While driving on a trip from New York City to the Catskills, which I had taken numerous times, I noticed a tree was missing in a spot along the route. I was surprised that I recognized one tree among many miles of scenery. I knew that I could not have paid attention to every single tree or house or any other item on the route. How could my mind keep track of such things when I wasn’t even paying attention to any of these things? Somehow, a part of my mind must have seen these things and kept track of them and only let me become aware of it when it became important or noteworthy.
Some years ago, there was a test done at a major university to find out if patients heard anything while they were undergoing surgery and were under general anesthesia. While they were under, they were told that they would be interviewed later and when interviewed they would rub their ear. All of the subjects rubbed their ears when they were questioned. When asked why they rubbed their ears each one answered, “Because it itches.”
We all know the brain or mind has different parts to it. Sometimes we wear different hats, such as when talking to a spouse or a child or a boss or a teacher or a colleague. We adopt different roles, speech patterns, etc.
Sometimes we turn off certain parts of our brain, yet leave other parts in charge to protect us. A perfect example would be when you go to sleep at night and your spouse is walking around or going to the bathroom — you remain asleep. But if you hear a strange or unexpected sound, you would immediately wake up. Some part of your unconscious or subconscious tells you there is danger.
Last piece of the puzzle. We all know that 2 + 2 = 4 because we learned it in first grade, and because we can figure it out by adding two apples in our mind to two other apples. Just as well, we realize that 9 X 9 = 83.
Wait! Your mind says, “No, it’s 81.” You certainly didn’t verify it by mentally counting nine pieces of something nine times. When we were younger, we learned something over and over and saw how these things were true until we accepted them, first in our conscious and then on a deeper level, where we put them in our mental storage so that they became part of us without us having to verify them each time.

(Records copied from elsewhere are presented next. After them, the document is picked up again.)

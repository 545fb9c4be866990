//! Config file loading and option resolution

use std::env;
use std::fs;
use std::path::{Path, PathBuf};

use anyhow::{Context, Result, bail};
use clap::ValueEnum;
use exporter_provision::config::{DEFAULT_ARCH, DEFAULT_VERSION};
use exporter_provision::{AllowSource, BinarySource, ExporterConfig};
use regex::Regex;
use serde::{Deserialize, Serialize};

use crate::DeployArgs;

/// Binary used in upload mode when no path is given
const DEFAULT_BINARY_PATH: &str = "./node_exporter";

/// How the exporter binary reaches the host
#[derive(ValueEnum, Clone, Copy, Debug, Default, PartialEq, Eq, Serialize, Deserialize)]
#[serde(rename_all = "lowercase")]
pub enum DeployMethod {
    /// Download the release archive
    #[default]
    Download,
    /// Copy a binary from a local path
    Upload,
}

/// Configuration file structure
/// Path: ~/.config/exporter-init/init.toml
#[derive(Debug, Default, Serialize, Deserialize)]
pub struct Config {
    #[serde(default)]
    pub exporter: ExporterSection,
    #[serde(default)]
    pub firewall: FirewallSection,
}

#[derive(Debug, Default, Serialize, Deserialize)]
pub struct ExporterSection {
    pub deploy_method: Option<DeployMethod>,
    pub version: Option<String>,
    pub arch: Option<String>,
    pub binary_path: Option<PathBuf>,
    pub install_path: Option<PathBuf>,
    pub service_user: Option<String>,
    pub port: Option<u16>,
    pub release_base_url: Option<String>,
}

#[derive(Debug, Default, Serialize, Deserialize)]
pub struct FirewallSection {
    pub allow_ip: Option<String>,
}

/// XDG-style config path
pub fn config_path() -> PathBuf {
    env::var_os("XDG_CONFIG_HOME")
        .map(PathBuf::from)
        .or_else(|| env::var_os("HOME").map(|h| PathBuf::from(h).join(".config")))
        .unwrap_or_else(|| PathBuf::from("."))
        .join("exporter-init")
        .join("init.toml")
}

/// Load the config file; a missing file means defaults
pub fn load_config(path: Option<&Path>) -> Result<Config> {
    let path = path.map_or_else(config_path, Path::to_path_buf);

    if path.exists() {
        let content = fs::read_to_string(&path)
            .with_context(|| format!("Failed to read config: {}", path.display()))?;
        toml::from_str(&content)
            .with_context(|| format!("Failed to parse config: {}", path.display()))
    } else {
        Ok(Config::default())
    }
}

/// Resolve the run configuration from CLI args, environment and config file
pub fn resolve(args: &DeployArgs, file: &Config) -> Result<ExporterConfig> {
    resolve_with_env(args, file, |key| env::var(key).ok())
}

/// Priority: CLI args > env vars > config file > defaults
pub fn resolve_with_env(
    args: &DeployArgs,
    file: &Config,
    env: impl Fn(&str) -> Option<String>,
) -> Result<ExporterConfig> {
    let exporter = &file.exporter;

    let method = args
        .deploy_method
        .or(exporter.deploy_method)
        .unwrap_or_default();

    let source = match method {
        DeployMethod::Download => {
            let version = args
                .exporter_version
                .clone()
                .or_else(|| env("EXPORTER_VERSION"))
                .or_else(|| exporter.version.clone())
                .unwrap_or_else(|| DEFAULT_VERSION.to_string());
            validate_version(&version)?;
            BinarySource::Download {
                version,
                arch: args
                    .arch
                    .clone()
                    .or_else(|| exporter.arch.clone())
                    .unwrap_or_else(|| DEFAULT_ARCH.to_string()),
            }
        }
        DeployMethod::Upload => BinarySource::Upload {
            path: args
                .binary_path
                .clone()
                .or_else(|| exporter.binary_path.clone())
                .unwrap_or_else(|| PathBuf::from(DEFAULT_BINARY_PATH)),
        },
    };

    let allow_source = args
        .allow_ip
        .clone()
        .or_else(|| env("EXPORTER_ALLOW_IP"))
        .or_else(|| file.firewall.allow_ip.clone())
        .map(|ip| ip.parse::<AllowSource>())
        .transpose()?;

    let mut builder = ExporterConfig::builder()
        .source(source)
        .allow_source(allow_source);
    if let Some(path) = &exporter.install_path {
        builder = builder.install_path(path);
    }
    if let Some(user) = &exporter.service_user {
        builder = builder.service_user(user);
    }
    if let Some(port) = args.port.or(exporter.port) {
        builder = builder.port(port);
    }
    if let Some(url) = &exporter.release_base_url {
        builder = builder.release_base_url(url);
    }

    Ok(builder.build())
}

fn validate_version(version: &str) -> Result<()> {
    let semver = Regex::new(r"^\d+\.\d+\.\d+$").context("invalid version pattern")?;
    if !semver.is_match(version) {
        bail!("invalid version '{version}': expected MAJOR.MINOR.PATCH, e.g. {DEFAULT_VERSION}");
    }
    Ok(())
}

#[cfg(test)]
mod tests {
    use super::*;

    fn no_env(_: &str) -> Option<String> {
        None
    }

    #[test]
    fn test_defaults() {
        let config = resolve_with_env(&DeployArgs::default(), &Config::default(), no_env).unwrap();

        assert_eq!(
            config.source,
            BinarySource::Download {
                version: "1.9.1".into(),
                arch: "amd64".into()
            }
        );
        assert_eq!(config.port, 9100);
        assert_eq!(config.allow_source, None);
        assert_eq!(config.service_user, "node_exporter");
    }

    #[test]
    fn test_cli_beats_env_beats_file() {
        let file: Config = toml::from_str(
            r#"
            [exporter]
            version = "1.8.0"

            [firewall]
            allow_ip = "10.0.0.1"
            "#,
        )
        .unwrap();
        let env = |key: &str| (key == "EXPORTER_ALLOW_IP").then(|| "10.0.0.2".to_string());

        let config = resolve_with_env(&DeployArgs::default(), &file, env).unwrap();
        assert_eq!(config.allow_source.unwrap().to_string(), "10.0.0.2");
        assert!(matches!(config.source, BinarySource::Download { version, .. } if version == "1.8.0"));

        let args = DeployArgs {
            allow_ip: Some("10.0.0.5".into()),
            exporter_version: Some("1.9.0".into()),
            ..DeployArgs::default()
        };
        let config = resolve_with_env(&args, &file, env).unwrap();
        assert_eq!(config.allow_source.unwrap().to_string(), "10.0.0.5");
        assert!(matches!(config.source, BinarySource::Download { version, .. } if version == "1.9.0"));
    }

    #[test]
    fn test_upload_mode_uses_binary_path() {
        let args = DeployArgs {
            deploy_method: Some(DeployMethod::Upload),
            ..DeployArgs::default()
        };
        let config = resolve_with_env(&args, &Config::default(), no_env).unwrap();
        assert_eq!(
            config.source,
            BinarySource::Upload {
                path: PathBuf::from("./node_exporter")
            }
        );
    }

    #[test]
    fn test_file_overrides_paths_and_user() {
        let file: Config = toml::from_str(
            r#"
            [exporter]
            deploy_method = "upload"
            binary_path = "/srv/node_exporter"
            service_user = "metrics"
            port = 9200
            "#,
        )
        .unwrap();

        let config = resolve_with_env(&DeployArgs::default(), &file, no_env).unwrap();
        assert_eq!(
            config.source,
            BinarySource::Upload {
                path: PathBuf::from("/srv/node_exporter")
            }
        );
        assert_eq!(config.service_user, "metrics");
        assert_eq!(config.unit_path, PathBuf::from("/etc/systemd/system/metrics.service"));
        assert_eq!(config.port, 9200);
    }

    #[test]
    fn test_invalid_values_are_rejected() {
        let args = DeployArgs {
            exporter_version: Some("latest".into()),
            ..DeployArgs::default()
        };
        assert!(resolve_with_env(&args, &Config::default(), no_env).is_err());

        let args = DeployArgs {
            allow_ip: Some("prometheus.internal".into()),
            ..DeployArgs::default()
        };
        assert!(resolve_with_env(&args, &Config::default(), no_env).is_err());
    }

    #[test]
    fn test_missing_config_file_means_defaults() {
        let dir = tempfile::tempdir().unwrap();
        let config = load_config(Some(&dir.path().join("init.toml"))).unwrap();
        assert!(config.exporter.version.is_none());
    }
}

Our minds work in a very systematic and organized way. The autonomic system, which regulates bodily functions like heartbeat and blood pressure, is not usually available to our conscious. The conscious part is the part you are using to read this.

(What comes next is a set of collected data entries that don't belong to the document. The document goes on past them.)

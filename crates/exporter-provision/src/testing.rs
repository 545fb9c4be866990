//! Recording `CommandRunner` double for tests

use std::cell::RefCell;
use std::path::PathBuf;

use crate::error::ExecError;
use crate::runner::{CommandResult, CommandRunner, RunOptions};

type Hook = Box<dyn Fn(&[&str])>;

/// One recorded invocation
#[derive(Debug, Clone)]
pub struct Invocation {
    pub argv: Vec<String>,
    pub stdin: Option<String>,
}

/// Fake host: canned results keyed by argv prefix, missing and installed tools
#[derive(Default)]
pub struct FakeRunner {
    responses: Vec<(Vec<String>, CommandResult)>,
    interrupts: Vec<Vec<String>>,
    missing: Vec<String>,
    installed: Vec<String>,
    hook: Option<Hook>,
    trace: RefCell<Vec<Invocation>>,
    probes: RefCell<Vec<String>>,
}

fn owned(argv: &[&str]) -> Vec<String> {
    argv.iter().map(ToString::to_string).collect()
}

impl FakeRunner {
    pub fn new() -> Self {
        Self::default()
    }

    /// A host where the user exists and the exporter answers after start
    pub fn healthy_host() -> Self {
        Self::new()
            .respond(&["ss"], CommandResult::new(0, "LISTEN 0 4096 *:9100 *:*\n", ""))
            .respond(&["curl", "-fsS"], CommandResult::new(0, "200", ""))
    }

    /// Return `result` for commands starting with `prefix` (last match wins)
    pub fn respond(mut self, prefix: &[&str], result: CommandResult) -> Self {
        self.responses.push((owned(prefix), result));
        self
    }

    /// Commands starting with `prefix` die from SIGINT
    pub fn interrupt(mut self, prefix: &[&str]) -> Self {
        self.interrupts.push(owned(prefix));
        self
    }

    /// `program` is not installed at all
    pub fn missing(mut self, program: &str) -> Self {
        self.missing.push(program.into());
        self
    }

    /// `program` resolves on the search path
    pub fn installed(mut self, program: &str) -> Self {
        self.installed.push(program.into());
        self
    }

    /// Run `hook` for every invocation, e.g. to create extracted files
    pub fn on_run(mut self, hook: impl Fn(&[&str]) + 'static) -> Self {
        self.hook = Some(Box::new(hook));
        self
    }

    pub fn invocations(&self) -> Vec<Invocation> {
        self.trace.borrow().clone()
    }

    /// Every executed argv, space-joined
    pub fn commands(&self) -> Vec<String> {
        self.trace
            .borrow()
            .iter()
            .map(|inv| inv.argv.join(" "))
            .collect()
    }

    /// Whether any executed command started with `prefix`
    pub fn ran(&self, prefix: &str) -> bool {
        self.commands().iter().any(|c| c.starts_with(prefix))
    }

    /// Programs looked up on the search path
    pub fn probes(&self) -> Vec<String> {
        self.probes.borrow().clone()
    }

    fn matches(prefix: &[String], argv: &[&str]) -> bool {
        prefix.len() <= argv.len() && prefix.iter().zip(argv).all(|(p, a)| p == a)
    }
}

impl CommandRunner for FakeRunner {
    fn run(&self, argv: &[&str], options: &RunOptions) -> Result<CommandResult, ExecError> {
        self.trace.borrow_mut().push(Invocation {
            argv: owned(argv),
            stdin: options.stdin.clone(),
        });
        let program = argv[0].to_string();

        if self.missing.contains(&program) {
            return Err(ExecError::ExecutorNotFound { program });
        }
        if self.interrupts.iter().any(|p| Self::matches(p, argv)) {
            return Err(ExecError::Interrupted { program, signal: 2 });
        }
        if let Some(hook) = &self.hook {
            hook(argv);
        }

        let result = self
            .responses
            .iter()
            .rev()
            .find(|(prefix, _)| Self::matches(prefix, argv))
            .map_or_else(CommandResult::ok, |(_, result)| result.clone());

        if result.success() || options.allow_failure {
            Ok(result)
        } else {
            Err(ExecError::CommandFailed {
                program,
                exit_code: result.exit_code,
                stdout: result.stdout,
                stderr: result.stderr,
            })
        }
    }

    fn resolve(&self, program: &str) -> Option<PathBuf> {
        self.probes.borrow_mut().push(program.to_string());
        self.installed
            .iter()
            .any(|p| p == program)
            .then(|| PathBuf::from("/usr/sbin").join(program))
    }
}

And there is the subconscious, also sometimes called the unconscious.
When a vision or thought enters the brain it goes into the cerebrum, which is divided into four lobes. The frontal contains the dopamine system, which is associated with long-term memory, planning and drive. Thoughts that enter are parsed out to appropriate areas necessary for memory, function or movement and filed in different parts of the brain.

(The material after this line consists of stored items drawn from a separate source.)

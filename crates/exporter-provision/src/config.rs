//! Configuration types for node_exporter provisioning

use std::fmt;
use std::net::IpAddr;
use std::path::{Path, PathBuf};
use std::str::FromStr;

/// Release pinned when the operator does not choose one
pub const DEFAULT_VERSION: &str = "1.9.1";
pub const DEFAULT_ARCH: &str = "amd64";
pub const DEFAULT_INSTALL_PATH: &str = "/usr/local/bin/node_exporter";
pub const DEFAULT_SERVICE_USER: &str = "node_exporter";
pub const DEFAULT_PORT: u16 = 9100;
pub const DEFAULT_RELEASE_BASE_URL: &str =
    "https://github.com/prometheus/node_exporter/releases/download";

/// Where the exporter binary comes from
#[derive(Debug, Clone, PartialEq, Eq)]
pub enum BinarySource {
    /// Fetch the release archive and extract the binary
    Download { version: String, arch: String },
    /// Copy an existing binary from the local filesystem
    Upload { path: PathBuf },
}

impl Default for BinarySource {
    fn default() -> Self {
        Self::Download {
            version: DEFAULT_VERSION.into(),
            arch: DEFAULT_ARCH.into(),
        }
    }
}

/// Source address allowed to reach the exporter port
///
/// Either a single address or a CIDR network (`10.0.0.0/24`).
#[derive(Debug, Clone, Copy, PartialEq, Eq)]
pub struct AllowSource {
    addr: IpAddr,
    prefix: Option<u8>,
}

impl AllowSource {
    pub fn addr(&self) -> IpAddr {
        self.addr
    }

    /// Rich-rule address family
    pub fn family(&self) -> &'static str {
        match self.addr {
            IpAddr::V4(_) => "ipv4",
            IpAddr::V6(_) => "ipv6",
        }
    }
}

impl fmt::Display for AllowSource {
    fn fmt(&self, f: &mut fmt::Formatter<'_>) -> fmt::Result {
        match self.prefix {
            Some(prefix) => write!(f, "{}/{prefix}", self.addr),
            None => write!(f, "{}", self.addr),
        }
    }
}

/// Invalid `--allow-ip` value
#[derive(Debug, Clone, PartialEq, Eq, thiserror::Error)]
#[error("invalid source address '{0}': expected an IP address or CIDR network")]
pub struct InvalidAllowSource(String);

impl FromStr for AllowSource {
    type Err = InvalidAllowSource;

    fn from_str(s: &str) -> Result<Self, Self::Err> {
        let invalid = || InvalidAllowSource(s.to_string());
        let (addr, prefix) = match s.trim().split_once('/') {
            Some((addr, prefix)) => (addr, Some(prefix.parse::<u8>().map_err(|_| invalid())?)),
            None => (s.trim(), None),
        };
        let addr: IpAddr = addr.parse().map_err(|_| invalid())?;
        let max = if addr.is_ipv4() { 32 } else { 128 };
        if prefix.is_some_and(|p| p > max) {
            return Err(invalid());
        }
        Ok(Self { addr, prefix })
    }
}

/// Immutable configuration for one provisioning run
#[derive(Debug, Clone)]
pub struct ExporterConfig {
    /// Binary source
    pub source: BinarySource,
    /// Installed executable path
    pub install_path: PathBuf,
    /// Dedicated service account (also the service and group name)
    pub service_user: String,
    /// systemd unit file path
    pub unit_path: PathBuf,
    /// Port the exporter listens on
    pub port: u16,
    /// Release download base URL
    pub release_base_url: String,
    /// Source address to allow-list in the host firewall
    pub allow_source: Option<AllowSource>,
}

impl Default for ExporterConfig {
    fn default() -> Self {
        Self {
            source: BinarySource::default(),
            install_path: DEFAULT_INSTALL_PATH.into(),
            service_user: DEFAULT_SERVICE_USER.into(),
            unit_path: unit_path_for(DEFAULT_SERVICE_USER),
            port: DEFAULT_PORT,
            release_base_url: DEFAULT_RELEASE_BASE_URL.into(),
            allow_source: None,
        }
    }
}

fn unit_path_for(service: &str) -> PathBuf {
    Path::new("/etc/systemd/system").join(format!("{service}.service"))
}

impl ExporterConfig {
    /// Create a new config builder
    pub fn builder() -> ExporterConfigBuilder {
        ExporterConfigBuilder::default()
    }

    /// systemd service name
    pub fn service_name(&self) -> &str {
        &self.service_user
    }

    /// Release archive file name, e.g. `node_exporter-1.9.1.linux-amd64.tar.gz`
    pub fn archive_name(version: &str, arch: &str) -> String {
        format!("{}.tar.gz", Self::archive_dir(version, arch))
    }

    /// Top-level directory inside the release archive
    pub fn archive_dir(version: &str, arch: &str) -> String {
        format!("node_exporter-{version}.linux-{arch}")
    }

    /// Release archive URL
    pub fn download_url(&self, version: &str, arch: &str) -> String {
        format!(
            "{}/v{version}/{}",
            self.release_base_url.trim_end_matches('/'),
            Self::archive_name(version, arch)
        )
    }

    /// Local metrics endpoint
    pub fn metrics_url(&self) -> String {
        format!("http://localhost:{}/metrics", self.port)
    }
}

/// Builder for `ExporterConfig`
#[derive(Debug, Clone, Default)]
pub struct ExporterConfigBuilder {
    config: ExporterConfig,
    unit_path_set: bool,
}

impl ExporterConfigBuilder {
    /// Set the binary source
    pub fn source(mut self, source: BinarySource) -> Self {
        self.config.source = source;
        self
    }

    /// Set the installed binary path
    pub fn install_path(mut self, path: impl Into<PathBuf>) -> Self {
        self.config.install_path = path.into();
        self
    }

    /// Set the service user; the unit path follows unless set explicitly
    pub fn service_user(mut self, user: impl Into<String>) -> Self {
        self.config.service_user = user.into();
        self
    }

    /// Set the unit file path
    pub fn unit_path(mut self, path: impl Into<PathBuf>) -> Self {
        self.config.unit_path = path.into();
        self.unit_path_set = true;
        self
    }

    /// Set the exporter port
    pub fn port(mut self, port: u16) -> Self {
        self.config.port = port;
        self
    }

    /// Set the release download base URL
    pub fn release_base_url(mut self, url: impl Into<String>) -> Self {
        self.config.release_base_url = url.into();
        self
    }

    /// Allow-list a source address in the firewall
    pub fn allow_source(mut self, source: Option<AllowSource>) -> Self {
        self.config.allow_source = source;
        self
    }

    /// Build the configuration
    pub fn build(mut self) -> ExporterConfig {
        if !self.unit_path_set {
            self.config.unit_path = unit_path_for(&self.config.service_user);
        }
        self.config
    }
}

#[cfg(test)]
mod tests {
    use super::*;

    #[test]
    fn test_download_url_pattern() {
        let config = ExporterConfig::default();
        assert_eq!(
            config.download_url("1.9.1", "arm64"),
            "https://github.com/prometheus/node_exporter/releases/download/v1.9.1/node_exporter-1.9.1.linux-arm64.tar.gz"
        );
    }

    #[test]
    fn test_unit_path_follows_service_user() {
        let config = ExporterConfig::builder().service_user("metrics").build();
        assert_eq!(
            config.unit_path,
            PathBuf::from("/etc/systemd/system/metrics.service")
        );

        let config = ExporterConfig::builder()
            .unit_path("/tmp/x.service")
            .service_user("metrics")
            .build();
        assert_eq!(config.unit_path, PathBuf::from("/tmp/x.service"));
    }

    #[test]
    fn test_allow_source_parsing() {
        let single: AllowSource = "10.0.0.5".parse().unwrap();
        assert_eq!(single.to_string(), "10.0.0.5");
        assert_eq!(single.family(), "ipv4");

        let net: AllowSource = "fd00::/64".parse().unwrap();
        assert_eq!(net.to_string(), "fd00::/64");
        assert_eq!(net.family(), "ipv6");

        assert!("10.0.0.0/33".parse::<AllowSource>().is_err());
        assert!("prometheus.local".parse::<AllowSource>().is_err());
        assert!("10.0.0.5/abc".parse::<AllowSource>().is_err());
    }
}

Hypnosis is a method of bypassing the conscious part of the brain and addressing the unconscious. When the frontal lobe of the cerebrum is diverted or distracted — either accidentally or on purpose — someone or something can speak to or address the unconscious areas of the brain. The cerebrum’s frontal lobe acts as a filter or a protector of what we allow to become part of our mental makeup. When we learn how to drive, we have to pay attention to each foot and hand movement. It would be impossible to function if we had to concentrate on so many things in our daily lives, so when we want to go forward we just press our foot down on the gas without thinking, “Push your foot down.”
Once this information is repeated often enough, it goes into our subconscious and becomes part of our makeup. This makes for an efficient way of functioning. On most information, the cerebrum acts as a filter to protect us from harm before it allows something into an area of the brain specific to the information. Many items are in multiple areas that overlap — hypothalamus for emotions and behavior; other lobes of the cerebrum for emotions, behavior and intellect; the limbic system, including the hippocampus and amygdala, which support long-term memory as well as behavior and some emotions.
The Scottish surgeon James Braid coined the term “neuro-hypnotism” around 1841, from which the terms “hypnosis” and “hypnotism” are derived. Nowadays, hypnosis can be used in psychiatry and psychology to help reach some cures or alleviate symptoms. It is used in criminology to uncover deep thoughts not available to the conscious.